Silver's Pivotal Role as an Industrial Metal

We have often discussed silver's role as a real asset, a currency that generally keeps its value through fiat currency devaluation cycles. Through the COVID-19 pandemic, silver has certainly proven its value as a safe haven asset in portfolios, rising 47.89% in 2020.

Figure 1. Silver Climbed 47.89% in 2020

Figure 1. Silver Climbed 47.89% in 2020
Source: Bloomberg.
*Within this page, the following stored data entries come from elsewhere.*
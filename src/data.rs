use ndarray::{Array1, Array2, ArrayView1, ArrayView2, Axis};
use crate::error::{SurvivalError, Result};

/// who died and who was still at risk at one distinct event time
#[derive(Debug, Clone, PartialEq)]
pub struct RiskSet {
    pub time: f64,
    pub deaths: Vec<usize>,   // subjects w/ an event exactly at `time`
    pub at_risk: Vec<usize>,  // subjects w/ follow-up >= `time`
}

/// survival data - times, events, and patient covariates
#[derive(Debug, Clone)]
pub struct SurvivalData {
    times: Array1<f64>,          // time to event/censoring
    events: Vec<bool>,           // true = event, false = censored
    covariates: Array2<f64>,     // patient covariates (n_samples x n_features)
    risk_sets: Vec<RiskSet>,     // precomputed, ordered by event time
}

impl SurvivalData {
    /// make new survival data from raw vecs/arrays
    pub fn new(
        times: Vec<f64>,         // survival/censoring times
        events: Vec<bool>,       // true = event occurred, false = censored
        covariates: Array2<f64>, // patient covariate matrix
    ) -> Result<Self> {
        let n_samples = times.len();

        if events.len() != n_samples {
            return Err(SurvivalError::invalid_dimensions(
                format!("times len ({}) != events len ({})", n_samples, events.len())
            ));
        }

        if covariates.nrows() != n_samples {
            return Err(SurvivalError::invalid_dimensions(
                format!("covariates rows ({}) != n_samples ({})", covariates.nrows(), n_samples)
            ));
        }

        if times.iter().any(|&t| t < 0.0 || !t.is_finite()) {
            return Err(SurvivalError::invalid_survival_data(
                "survival times must be non-negative & finite"
            ));
        }

        if covariates.iter().any(|x| !x.is_finite()) {
            return Err(SurvivalError::invalid_survival_data(
                "covariates must be finite"
            ));
        }

        let mut data = Self {
            times: Array1::from(times),
            events,
            covariates,
            risk_sets: Vec::new(),
        };

        data.compute_risk_sets();
        Ok(data)
    }

    /// precompute risk sets for each event time (who's still at risk)
    fn compute_risk_sets(&mut self) {
        self.risk_sets = self
            .event_times()
            .into_iter()
            .map(|event_time| {
                let deaths = (0..self.n_samples())
                    .filter(|&i| self.events[i] && self.times[i] == event_time)
                    .collect();
                let at_risk = (0..self.n_samples())
                    .filter(|&i| self.times[i] >= event_time)
                    .collect();
                RiskSet { time: event_time, deaths, at_risk }
            })
            .collect();
    }

    /// how many patients
    pub fn n_samples(&self) -> usize {
        self.times.len()
    }

    /// how many covariates per patient
    pub fn n_features(&self) -> usize {
        self.covariates.ncols()
    }

    /// how many observed events
    pub fn n_events(&self) -> usize {
        self.events.iter().filter(|&&e| e).count()
    }

    /// survival/censoring times
    pub fn times(&self) -> ArrayView1<'_, f64> {
        self.times.view()
    }

    /// event indicators (true = event, false = censored)
    pub fn events(&self) -> &[bool] {
        &self.events
    }

    /// patient covariate matrix
    pub fn covariates(&self) -> ArrayView2<'_, f64> {
        self.covariates.view()
    }

    /// precomputed risk sets, one per distinct event time
    pub fn risk_sets(&self) -> &[RiskSet] {
        &self.risk_sets
    }

    /// unique event times in order
    pub fn event_times(&self) -> Vec<f64> {
        let mut times: Vec<f64> = self.times
            .iter()
            .zip(self.events.iter())
            .filter_map(|(time, event)| if *event { Some(*time) } else { None })
            .collect();

        times.sort_by(f64::total_cmp);
        times.dedup();
        times
    }

    /// column means - used to center covariates before fitting
    pub fn covariate_means(&self) -> Array1<f64> {
        self.covariates
            .mean_axis(Axis(0))
            .unwrap_or_else(|| Array1::zeros(self.n_features()))
    }
}

#[cfg(test)]
mod tests {
    use super::*;
    use approx::assert_relative_eq;

    fn create_test_data() -> SurvivalData {
        let times = vec![1.0, 2.0, 3.0, 3.0, 5.0];
        let events = vec![true, false, true, true, false];
        let covariates = Array2::from_shape_vec((5, 2), vec![
            1.0, 2.0,
            3.0, 4.0,
            5.0, 6.0,
            7.0, 8.0,
            9.0, 10.0,
        ]).unwrap();

        SurvivalData::new(times, events, covariates).unwrap()
    }

    #[test]
    fn test_survival_data_creation() {
        let data = create_test_data();
        assert_eq!(data.n_samples(), 5);
        assert_eq!(data.n_features(), 2);
        assert_eq!(data.n_events(), 3);
        assert_eq!(data.event_times(), vec![1.0, 3.0]);
    }

    #[test]
    fn test_risk_sets_with_ties() {
        let data = create_test_data();
        let sets = data.risk_sets();
        assert_eq!(sets.len(), 2);
        assert_eq!(sets[0].deaths, vec![0]);
        assert_eq!(sets[0].at_risk, vec![0, 1, 2, 3, 4]);
        assert_eq!(sets[1].time, 3.0);
        assert_eq!(sets[1].deaths, vec![2, 3]);
        assert_eq!(sets[1].at_risk, vec![2, 3, 4]);
    }

    #[test]
    fn test_invalid_dimensions() {
        let times = vec![1.0, 2.0];
        let events = vec![true];  // wrong length
        let covariates = Array2::zeros((2, 2));

        assert!(SurvivalData::new(times, events, covariates).is_err());
    }

    #[test]
    fn test_invalid_times() {
        let times = vec![-1.0, 2.0];  // negative time
        let events = vec![true, false];
        let covariates = Array2::zeros((2, 2));

        assert!(SurvivalData::new(times, events, covariates).is_err());
    }

    #[test]
    fn test_zero_time_allowed() {
        let data = SurvivalData::new(vec![0.0, 2.0], vec![true, false], Array2::zeros((2, 1)));
        assert!(data.is_ok());
    }

    #[test]
    fn test_covariate_means() {
        let data = create_test_data();
        let means = data.covariate_means();
        assert_relative_eq!(means[0], 5.0, epsilon = 1e-10);
        assert_relative_eq!(means[1], 6.0, epsilon = 1e-10);
    }
}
Period from 12/31/2019-12/31/2020.3

However, we would like to focus on silver's role as an industrial metal, which we consider the market's backbone given that industrial demand is not as fickle as investment demand.

Figure 2. Industrial Buyers Drive More than 50% of Silver Demand

Figure 2. Industrial Buyers Drive More than 50% of Silver Demand
Source: GFMS Definitive, Metals Focus, The Silver Institute, UBS. Data as of January 2020.
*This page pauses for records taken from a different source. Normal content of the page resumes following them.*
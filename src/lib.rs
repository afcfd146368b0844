//! # ovarian survival
//!
//! survival analysis of the ovarian cancer trial data - kaplan-meier curves,
//! log-rank tests, cox regression and proportional-hazards checks
//!
//! ## what you get
//!
//! - kaplan-meier life tables w/ log(-log) confidence bands and medians
//! - k-sample log-rank test
//! - cox proportional hazards (efron or breslow ties, optional ridge)
//! - schoenfeld residual checks for the proportional-hazards assumption
//! - svg survival plots and a csv export of the source table
//!
//! ## quick start
//!
//! ```rust
//! use ovarian_survival::{CoxModel, SurvivalData};
//! use ndarray::Array2;
//!
//! # fn main() -> Result<(), Box<dyn std::error::Error>> {
//! // setup some survival data
//! let times = vec![1.0, 2.5, 3.2, 4.1, 5.0, 6.3];
//! let events = vec![true, false, true, true, false, true]; // true = died, false = censored
//! let covariates = Array2::from_shape_vec((6, 2), vec![
//!     1.0, 0.5,  // patient features
//!     0.0, 1.0,
//!     1.0, 0.0,
//!     0.0, 1.5,
//!     1.0, -0.5,
//!     0.0, 0.2,
//! ])?;
//! let data = SurvivalData::new(times, events, covariates)?;
//!
//! let mut model = CoxModel::new()
//!     .with_feature_names(vec!["treated".into(), "score".into()]);
//! model.fit(&data)?;
//!
//! // get risk scores
//! let risk_scores = model.predict(data.covariates())?;
//! assert_eq!(risk_scores.len(), 6);
//! # Ok(())
//! # }
//! ```
//!
//! the whole analysis in one call:
//!
//! ```no_run
//! use ovarian_survival::{pipeline, AnalysisConfig, DataSource};
//!
//! # fn main() -> ovarian_survival::Result<()> {
//! let report = pipeline::run(&AnalysisConfig::default(), &DataSource::Embedded)?;
//! println!("{report}");
//! # Ok(())
//! # }
//! ```

pub mod assumptions;
pub mod config;
pub mod data;
pub mod dataset;
pub mod distributions;
pub mod error;
pub mod kaplan_meier;
pub mod linalg;
pub mod logrank;
pub mod metrics;
pub mod model;
pub mod optimization;
pub mod pipeline;
pub mod plot;
pub mod preprocess;
pub mod report;

pub use assumptions::{ProportionalHazardsTest, SchoenfeldResiduals};
pub use config::{AnalysisConfig, PlotConfig, Ties, TimeTransform};
pub use data::SurvivalData;
pub use dataset::{Column, Dataset, SubjectRecord};
pub use error::{Result, Stage, SurvivalError};
pub use kaplan_meier::{GroupedKaplanMeier, KaplanMeierCurve};
pub use logrank::LogRankTest;
pub use model::{CoxModel, CoxModelSummary};
pub use pipeline::{AnalysisReport, DataSource};
pub use preprocess::{CoxDesign, LabeledDataset, ResidualDisease, StatusCoding, TreatmentArm};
As global efforts to decarbonize and electrify gather steam, we expect three areas to contribute significantly to silver consumption:

  1. The automotive sector and electric vehicles (EV), including the associated infrastructure;
  2. The solar energy industry; and
  3. 5G (fifth generation technology) broadband cellular networks.

All three of these verticals are targeted by President Biden's Plan For a Clean Energy Revolution and Environmental Justice,4 which has a stated investment target of US$2 trillion. The U.S. plan is just one example; other governments have committed to industrial decarbonization and ever-tightening emission regulations, and acknowledge the need for more sustainable mobility strategies.
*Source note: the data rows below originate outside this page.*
//! Maps coded columns onto labeled categories and builds the model inputs.
//!
//! Source codes are never rewritten: [`LabeledSubject`] carries the original
//! record next to the derived labels.

use std::fmt;
use std::str::FromStr;

use ndarray::Array2;

use crate::data::SurvivalData;
use crate::dataset::{Dataset, SubjectRecord};
use crate::error::{Result, SurvivalError};

/// treatment arm (`rx`)
#[derive(Debug, Clone, Copy, PartialEq, Eq, PartialOrd, Ord, Hash)]
pub enum TreatmentArm {
    Control,
    Treatment,
}

/// residual disease status (`resid_ds`)
#[derive(Debug, Clone, Copy, PartialEq, Eq, PartialOrd, Ord, Hash)]
pub enum ResidualDisease {
    NoResidual,
    Residual,
}

impl TreatmentArm {
    pub const COLUMN: &'static str = "rx";
    pub const LEVELS: [TreatmentArm; 2] = [TreatmentArm::Control, TreatmentArm::Treatment];

    pub fn code(self) -> i64 {
        match self {
            Self::Control => 1,
            Self::Treatment => 2,
        }
    }

    pub fn label(self) -> &'static str {
        match self {
            Self::Control => "control",
            Self::Treatment => "treatment",
        }
    }
}

impl ResidualDisease {
    pub const COLUMN: &'static str = "resid_ds";
    pub const LEVELS: [ResidualDisease; 2] = [ResidualDisease::NoResidual, ResidualDisease::Residual];

    pub fn code(self) -> i64 {
        match self {
            Self::NoResidual => 1,
            Self::Residual => 2,
        }
    }

    pub fn label(self) -> &'static str {
        match self {
            Self::NoResidual => "no_residual",
            Self::Residual => "residual",
        }
    }
}

impl TryFrom<i64> for TreatmentArm {
    type Error = SurvivalError;

    fn try_from(code: i64) -> Result<Self> {
        Self::LEVELS
            .into_iter()
            .find(|level| level.code() == code)
            .ok_or_else(|| SurvivalError::unknown_code(Self::COLUMN, code))
    }
}

impl TryFrom<i64> for ResidualDisease {
    type Error = SurvivalError;

    fn try_from(code: i64) -> Result<Self> {
        Self::LEVELS
            .into_iter()
            .find(|level| level.code() == code)
            .ok_or_else(|| SurvivalError::unknown_code(Self::COLUMN, code))
    }
}

impl FromStr for TreatmentArm {
    type Err = SurvivalError;

    fn from_str(s: &str) -> Result<Self> {
        Self::LEVELS
            .into_iter()
            .find(|level| level.label() == s)
            .ok_or_else(|| SurvivalError::UnknownLabel {
                column: Self::COLUMN,
                label: s.to_string(),
            })
    }
}

impl FromStr for ResidualDisease {
    type Err = SurvivalError;

    fn from_str(s: &str) -> Result<Self> {
        Self::LEVELS
            .into_iter()
            .find(|level| level.label() == s)
            .ok_or_else(|| SurvivalError::UnknownLabel {
                column: Self::COLUMN,
                label: s.to_string(),
            })
    }
}

impl fmt::Display for TreatmentArm {
    fn fmt(&self, f: &mut fmt::Formatter<'_>) -> fmt::Result {
        f.write_str(self.label())
    }
}

impl fmt::Display for ResidualDisease {
    fn fmt(&self, f: &mut fmt::Formatter<'_>) -> fmt::Result {
        f.write_str(self.label())
    }
}

/// which `fustat` codes mean event and censored
#[derive(Debug, Clone, Copy, PartialEq, Eq)]
pub struct StatusCoding {
    pub event: i64,
    pub censored: i64,
}

impl Default for StatusCoding {
    fn default() -> Self {
        Self { event: 1, censored: 0 }
    }
}

impl StatusCoding {
    pub const COLUMN: &'static str = "fustat";

    /// `true` for an event, `false` for censored, error for anything else
    pub fn classify(self, code: i64) -> Result<bool> {
        if code == self.event {
            Ok(true)
        } else if code == self.censored {
            Ok(false)
        } else {
            Err(SurvivalError::unknown_code(Self::COLUMN, code))
        }
    }
}

/// source record plus derived columns
#[derive(Debug, Clone, PartialEq)]
pub struct LabeledSubject {
    pub record: SubjectRecord,
    pub event: bool,
    pub treatment: TreatmentArm,
    pub residual: ResidualDisease,
}

impl LabeledSubject {
    pub fn time(&self) -> f64 {
        self.record.futime
    }
}

/// the whole table after labeling
#[derive(Debug, Clone)]
pub struct LabeledDataset {
    subjects: Vec<LabeledSubject>,
}

impl LabeledDataset {
    /// label every row; the first unmappable code aborts
    pub fn from_dataset(dataset: &Dataset, status: StatusCoding) -> Result<Self> {
        let subjects = dataset
            .records()
            .iter()
            .map(|record| {
                Ok(LabeledSubject {
                    event: status.classify(record.fustat)?,
                    treatment: TreatmentArm::try_from(record.rx)?,
                    residual: ResidualDisease::try_from(record.resid_ds)?,
                    record: record.clone(),
                })
            })
            .collect::<Result<Vec<_>>>()?;

        Ok(Self { subjects })
    }

    pub fn subjects(&self) -> &[LabeledSubject] {
        &self.subjects
    }

    pub fn len(&self) -> usize {
        self.subjects.len()
    }

    pub fn is_empty(&self) -> bool {
        self.subjects.is_empty()
    }

    pub fn times(&self) -> Vec<f64> {
        self.subjects.iter().map(LabeledSubject::time).collect()
    }

    pub fn events(&self) -> Vec<bool> {
        self.subjects.iter().map(|s| s.event).collect()
    }

    pub fn n_events(&self) -> usize {
        self.subjects.iter().filter(|s| s.event).count()
    }

    pub fn treatment_labels(&self) -> Vec<&'static str> {
        self.subjects.iter().map(|s| s.treatment.label()).collect()
    }

    pub fn residual_labels(&self) -> Vec<&'static str> {
        self.subjects.iter().map(|s| s.residual.label()).collect()
    }
}

/// covariate matrix for the cox fit: treatment & residual indicators + age
#[derive(Debug, Clone)]
pub struct CoxDesign {
    pub feature_names: Vec<String>,
    pub reference_levels: Vec<Option<String>>,
    pub data: SurvivalData,
}

impl CoxDesign {
    pub fn build(labeled: &LabeledDataset) -> Result<Self> {
        let n = labeled.len();
        let mut values = Vec::with_capacity(n * 3);
        for subject in labeled.subjects() {
            values.push(indicator(subject.treatment == TreatmentArm::Treatment));
            values.push(indicator(subject.residual == ResidualDisease::Residual));
            values.push(subject.record.age);
        }
        let covariates = Array2::from_shape_vec((n, 3), values)
            .map_err(|e| SurvivalError::invalid_dimensions(e.to_string()))?;

        let data = SurvivalData::new(labeled.times(), labeled.events(), covariates)?;

        Ok(Self {
            feature_names: vec![
                TreatmentArm::Treatment.label().to_string(),
                ResidualDisease::Residual.label().to_string(),
                "age".to_string(),
            ],
            reference_levels: vec![
                Some(TreatmentArm::Control.label().to_string()),
                Some(ResidualDisease::NoResidual.label().to_string()),
                None,
            ],
            data,
        })
    }
}

fn indicator(flag: bool) -> f64 {
    if flag { 1.0 } else { 0.0 }
}

#[cfg(test)]
mod tests {
    use super::*;

    fn record(rx: i64, resid_ds: i64, fustat: i64) -> SubjectRecord {
        SubjectRecord {
            futime: 100.0,
            fustat,
            age: 60.0,
            resid_ds,
            rx,
            ecog_ps: 1,
        }
    }

    #[test]
    fn test_label_round_trip() {
        for code in [1, 2] {
            let arm = TreatmentArm::try_from(code).unwrap();
            assert_eq!(arm.label().parse::<TreatmentArm>().unwrap().code(), code);
            let resid = ResidualDisease::try_from(code).unwrap();
            assert_eq!(resid.label().parse::<ResidualDisease>().unwrap().code(), code);
        }
        assert_eq!(TreatmentArm::try_from(1).unwrap().label(), "control");
        assert_eq!(TreatmentArm::try_from(2).unwrap().label(), "treatment");
        assert_eq!(ResidualDisease::try_from(1).unwrap().label(), "no_residual");
        assert_eq!(ResidualDisease::try_from(2).unwrap().label(), "residual");
    }

    #[test]
    fn test_unknown_code_is_labeling_error() {
        let err = TreatmentArm::try_from(3).unwrap_err();
        assert!(matches!(err, SurvivalError::UnknownCode { column: "rx", code: 3 }));
        assert!("placebo".parse::<TreatmentArm>().is_err());
    }

    #[test]
    fn test_bad_row_aborts_labeling() {
        let dataset = Dataset::new(vec![record(1, 1, 1), record(2, 3, 0)]).unwrap();
        let err = LabeledDataset::from_dataset(&dataset, StatusCoding::default()).unwrap_err();
        assert!(matches!(err, SurvivalError::UnknownCode { column: "resid_ds", code: 3 }));
    }

    #[test]
    fn test_event_sentinel() {
        let dataset = Dataset::new(vec![record(1, 1, 1), record(2, 2, 0)]).unwrap();
        let labeled = LabeledDataset::from_dataset(&dataset, StatusCoding::default()).unwrap();
        assert_eq!(labeled.events(), vec![true, false]);

        let flipped = LabeledDataset::from_dataset(&dataset, StatusCoding { event: 0, censored: 1 }).unwrap();
        assert_eq!(flipped.events(), vec![false, true]);
        // source codes stay untouched
        assert_eq!(flipped.subjects()[0].record.fustat, 1);
    }

    #[test]
    fn test_status_outside_coding_is_labeling_error() {
        let dataset = Dataset::new(vec![record(1, 1, 1), record(1, 2, 7), record(2, 2, 0)]).unwrap();
        let err = LabeledDataset::from_dataset(&dataset, StatusCoding::default()).unwrap_err();
        assert!(matches!(err, SurvivalError::UnknownCode { column: "fustat", code: 7 }));

        assert_eq!(StatusCoding::default().classify(1).unwrap(), true);
        assert_eq!(StatusCoding::default().classify(0).unwrap(), false);
        assert!(StatusCoding::default().classify(2).is_err());
    }

    #[test]
    fn test_design_matrix() {
        let dataset = Dataset::new(vec![record(1, 2, 1), record(2, 1, 0)]).unwrap();
        let labeled = LabeledDataset::from_dataset(&dataset, StatusCoding::default()).unwrap();
        let design = CoxDesign::build(&labeled).unwrap();
        assert_eq!(design.feature_names, vec!["treatment", "residual", "age"]);
        let x = design.data.covariates();
        assert_eq!(x.row(0).to_vec(), vec![0.0, 1.0, 60.0]);
        assert_eq!(x.row(1).to_vec(), vec![1.0, 0.0, 60.0]);
    }
}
Boosting Electric Vehicles

In January, President Biden signed an Executive Order (Tackling the Climate Crisis at Home and Abroad) setting a goal to transition the U.S. government's fleet of cars and trucks to electric vehicles assembled in the U.S. As of 2019, the U.S. government-owned approximately 645,000 vehicles, about a third of which are used by the U.S. Postal Service. It is an initial step in a larger effort by the Biden Administration to encourage the transition to EVs. Other campaign promises include building 500,000 EV charging stations nationwide and allowing rebates to replace old vehicles with U.S.-made EVs. At least 15 countries have announced timelines to ban new sales of internal combustion engine (ICE) powered vehicles.

Silver's superior electrical properties make it hard to replace across a wide and growing range of automotive applications, many of which are critical to safety and to meeting increased environmental standards. Silver is found in many car components throughout vehicles' electronic systems (see Figure 2). These components include, but are not limited to, conductive pastes in automotive glass, circuit-breakers and fuses, switches, and relays used to activate varying electronic devices. Importantly, silver is used in a wide range of vital safety features, such as airbag deployment systems, automatic braking, and security and driver alertness systems. In addition to higher environmental standards, safety standards worldwide continue to improve and increase the demand for silver loadings. As the auto industry embraces new technologies, silver remains of pivotal importance.

The automotive industry will use approximately 61 million ounces of silver in 2021, according to a report recently published by The Silver Institute (Silver's Growing Role in the Automotive Industry), with silver loadings being between 15 and 28 grams per internal combustion engine (ICE) light vehicle (depending on the model and market). Silver loadings have been rising over the past few decades and are expected to increase even more in the future. In hybrid vehicles, silver use is higher at around 18-34 grams per light vehicle, while battery electric vehicles (BEVs) are believed to consume in the range of 25-50 grams of silver per vehicle. The move to autonomous driving should lead to a dramatic escalation in vehicle complexity, which will require even more silver consumption.5

Figure 3. Automotive Electrical & Electronic Components

Figure 3. Automotive Electrical & Electronic Components
Source: The Silver Institute, Silver's Growing Role in the Automotive Industry.5

Higher loadings are the primary reason why silver demand is likely to increase significantly as electric vehicles enter the market with greater scale. Another reason for the growing demand for EVs vis-a-vis ICEs is its use in charging stations, additional electric power generation and other supporting infrastructure. IDTechEx (a consultancy that specializes in emerging technology) estimates that by 2029 there will be 10 million public and 50 million private charging points.5 Finally, we believe the move to autonomous driving will lead to even higher levels of electronic system complexity and further boost silver use.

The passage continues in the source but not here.